Township in Pennsylvania, US

West Penn Township is a township in Schuylkill County, Pennsylvania, United States. The population was 4,383 in the 2020 census.

==Geography==
According to the U.S. Census Bureau, the township has a total area of 58.2 square miles (150.7 km^{2}), of which 58.0 square miles (150.2 km^{2}) is land and 0.2 square mile (0.6 km^{2}) (0.38%) is water. It extends from Blue Mountain in the south to the border of Tamaqua in the north and from the Carbon County border in the east to the Little Schuylkill River in the west, which drains a part of its area. A sizable portion of West Penn is drained into the Lehigh River via the Mahoning and Lizard Creeks, which both originate in the township. West Penn is the largest township in Schuylkill County.

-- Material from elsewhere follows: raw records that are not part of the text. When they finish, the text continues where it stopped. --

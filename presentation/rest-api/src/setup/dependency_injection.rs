use std::sync::Arc;

use logger::TracingLogger;
use persistence::catalog::repository::CatalogRepositorySqlite;
use persistence::item::repository::ItemRepositorySqlite;
use persistence::list::repository::ListRepositorySqlite;

use business::application::catalog::get_categories::GetCategoriesUseCaseImpl;
use business::application::catalog::get_shared_items::GetSharedItemsUseCaseImpl;
use business::application::catalog::search_shared_items::SearchSharedItemsUseCaseImpl;
use business::application::item::create::CreateItemUseCaseImpl;
use business::application::item::delete::DeleteItemUseCaseImpl;
use business::application::item::toggle_check::ToggleItemCheckUseCaseImpl;
use business::application::list::create::CreateListUseCaseImpl;
use business::application::list::get_all::GetListsUseCaseImpl;
use business::application::list::update::UpdateListUseCaseImpl;

use crate::api::security::FixedIdentity;

pub struct DependencyContainer {
    pub health_api: crate::api::health::routes::Api,
    pub list_api: crate::api::list::routes::ListApi,
    pub item_api: crate::api::item::routes::ItemApi,
    pub catalog_api: crate::api::catalog::routes::CatalogApi,
}

impl DependencyContainer {
    pub fn new(pool: sqlx::SqlitePool) -> Self {
        let logger = Arc::new(TracingLogger);
        let identity = Arc::new(FixedIdentity::from_env());
        let health_api = crate::api::health::routes::Api::new();

        // Infrastructure adapters
        let list_repository = Arc::new(ListRepositorySqlite::new(pool.clone()));
        let item_repository = Arc::new(ItemRepositorySqlite::new(pool.clone()));
        let catalog_repository = Arc::new(CatalogRepositorySqlite::new(pool));

        // List use cases
        let get_lists_use_case = Arc::new(GetListsUseCaseImpl {
            repository: list_repository.clone(),
            logger: logger.clone(),
        });
        let create_list_use_case = Arc::new(CreateListUseCaseImpl {
            repository: list_repository.clone(),
            logger: logger.clone(),
        });
        let update_list_use_case = Arc::new(UpdateListUseCaseImpl {
            repository: list_repository.clone(),
            logger: logger.clone(),
        });

        // Item use cases
        let create_item_use_case = Arc::new(CreateItemUseCaseImpl {
            repository: item_repository.clone(),
            list_repository: list_repository.clone(),
            logger: logger.clone(),
        });
        let toggle_item_use_case = Arc::new(ToggleItemCheckUseCaseImpl {
            repository: item_repository.clone(),
            list_repository: list_repository.clone(),
            logger: logger.clone(),
        });
        let delete_item_use_case = Arc::new(DeleteItemUseCaseImpl {
            repository: item_repository,
            list_repository,
            logger: logger.clone(),
        });

        // Catalog use cases
        let get_categories_use_case = Arc::new(GetCategoriesUseCaseImpl {
            repository: catalog_repository.clone(),
            logger: logger.clone(),
        });
        let get_shared_items_use_case = Arc::new(GetSharedItemsUseCaseImpl {
            repository: catalog_repository.clone(),
            logger: logger.clone(),
        });
        let search_shared_items_use_case = Arc::new(SearchSharedItemsUseCaseImpl {
            repository: catalog_repository,
            logger,
        });

        let list_api = crate::api::list::routes::ListApi::new(
            get_lists_use_case,
            create_list_use_case,
            update_list_use_case,
            identity.clone(),
        );

        let item_api = crate::api::item::routes::ItemApi::new(
            create_item_use_case,
            toggle_item_use_case,
            delete_item_use_case,
            identity,
        );

        let catalog_api = crate::api::catalog::routes::CatalogApi::new(
            get_categories_use_case,
            get_shared_items_use_case,
            search_shared_items_use_case,
        );

        Self {
            health_api,
            list_api,
            item_api,
            catalog_api,
        }
    }
}
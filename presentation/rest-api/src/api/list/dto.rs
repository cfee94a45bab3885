use chrono::{DateTime, Utc};
use poem_openapi::Object;

use business::domain::list::model::{List, ListWithItems};

use crate::api::item::dto::ItemResponse;

#[derive(Debug, Clone, Object)]
pub struct CreateListRequest {
    /// List name (cannot be empty)
    pub name: String,
    /// Whether the list is publicly visible
    #[oai(skip_serializing_if_is_none)]
    pub is_public: Option<bool>,
}

#[derive(Debug, Clone, Object)]
pub struct UpdateListRequest {
    /// New list name
    #[oai(skip_serializing_if_is_none)]
    pub name: Option<String>,
    /// New visibility
    #[oai(skip_serializing_if_is_none)]
    pub is_public: Option<bool>,
}

#[derive(Debug, Clone, Object)]
pub struct ListResponse {
    /// List unique identifier
    pub id: i64,
    /// List name
    pub name: String,
    /// Owning user
    pub owner_id: i64,
    /// Whether the list is publicly visible
    pub is_public: bool,
    /// Creation timestamp
    pub created_at: DateTime<Utc>,
    /// Last update timestamp
    pub updated_at: DateTime<Utc>,
    /// Items on the list, oldest first
    pub items: Vec<ItemResponse>,
}

impl From<ListWithItems> for ListResponse {
    fn from(list: ListWithItems) -> Self {
        let items = list.items.into_iter().map(|i| i.into()).collect();
        let mut response = ListResponse::from(list.list);
        response.items = items;
        response
    }
}

impl From<List> for ListResponse {
    fn from(list: List) -> Self {
        Self {
            id: list.id,
            name: list.name,
            owner_id: list.owner_id.value(),
            is_public: list.is_public,
            created_at: list.created_at,
            updated_at: list.updated_at,
            items: Vec::new(),
        }
    }
}
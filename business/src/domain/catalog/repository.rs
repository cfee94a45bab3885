use async_trait::async_trait;

use crate::domain::errors::RepositoryError;

use super::model::{Category, SharedItem};

/// Read-only lookups over global reference data; no access control applies.
#[async_trait]
pub trait CatalogRepository: Send + Sync {
    /// All categories, ordered by name.
    async fn get_categories(&self) -> Result<Vec<Category>, RepositoryError>;
    /// All shared items, optionally filtered by category, ordered by name.
    async fn get_shared_items(
        &self,
        category_id: Option<i64>,
    ) -> Result<Vec<SharedItem>, RepositoryError>;
    /// Case-insensitive substring match on name, ordered by name.
    async fn search_shared_items(&self, term: &str) -> Result<Vec<SharedItem>, RepositoryError>;
}
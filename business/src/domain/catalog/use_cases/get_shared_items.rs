use async_trait::async_trait;

use crate::domain::catalog::errors::CatalogError;
use crate::domain::catalog::model::SharedItem;

pub struct GetSharedItemsParams {
    pub category_id: Option<i64>,
}

#[async_trait]
pub trait GetSharedItemsUseCase: Send + Sync {
    async fn execute(&self, params: GetSharedItemsParams) -> Result<Vec<SharedItem>, CatalogError>;
}
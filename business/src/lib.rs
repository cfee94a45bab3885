pub mod application {
    pub mod catalog {
        pub mod get_categories;
        pub mod get_shared_items;
        pub mod search_shared_items;
    }
    pub mod item {
        pub mod create;
        pub mod delete;
        pub mod toggle_check;
    }
    pub mod list {
        pub mod create;
        pub mod get_all;
        pub mod update;
    }
}

pub mod domain {
    pub mod errors;
    pub mod logger;
    pub mod catalog {
        pub mod errors;
        pub mod model;
        pub mod repository;
        pub mod use_cases {
            pub mod get_categories;
            pub mod get_shared_items;
            pub mod search_shared_items;
        }
    }
    pub mod item {
        pub mod errors;
        pub mod model;
        pub mod repository;
        pub mod use_cases {
            pub mod create;
            pub mod delete;
            pub mod toggle_check;
        }
    }
    pub mod list {
        pub mod errors;
        pub mod model;
        pub mod repository;
        pub mod use_cases {
            pub mod create;
            pub mod get_all;
            pub mod update;
        }
    }
    pub mod shared {
        pub mod value_objects;
    }
}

The numbered state routes of West Penn are 309, 443, and 895. West Penn's closest access to the Pennsylvania Turnpike's Northeast Extension is the Mahoning Valley Interchange east of Lehighton with U.S. Route 209. Its villages include Andreas (also in Carbon County), Clamtown, Dorset, Kepner (also in East Brunswick,) Leibeyville, Longacre, Mahoning Valley (also in Mahoning Township), Mantzville, Millers, Snyders, and South Tamaqua.

The geographic center of West Penn is located approximately 24 road miles (38 km) north of Allentown, eight road miles (9.7 km) south of Tamaqua, 15 road miles (24.1 km) east of Orwigsburg, and seven road miles (16.1 km) west of Lehighton.

===Neighboring municipalities===
- Tamaqua (north)
- Walker Township (west)
- East Brunswick Township (southwest)
- Albany Township (south)
- Lynn Township (south)
- Heidelberg Township (tangent to the southeast)
- East Penn Township (east)
- Mahoning Township (northeast)
- Summit Hill (northeast)

==Climate==
West Penn has a humid continental climate (Dfa/Dfb) and the hardiness zone is 6a. Average monthly temperatures in Leibeyville range from 27.0 °F in January to 71.6 °F in July.

==Demographics==

As of the census of 2010, there were 4,442 people, 1,485 households, and 1,136 families residing in the township. The population density was 66.4 PD/sqmi. There were 1,607 housing units at an average density of 27.7 /sqmi. The racial makeup of the township was 98.78% White, 0.21% African American, 0.08% Native American, 0.23% Asian, 0.34% from other races, and 0.36% from two or more races. Hispanic or Latino of any race were 0.73% of the population.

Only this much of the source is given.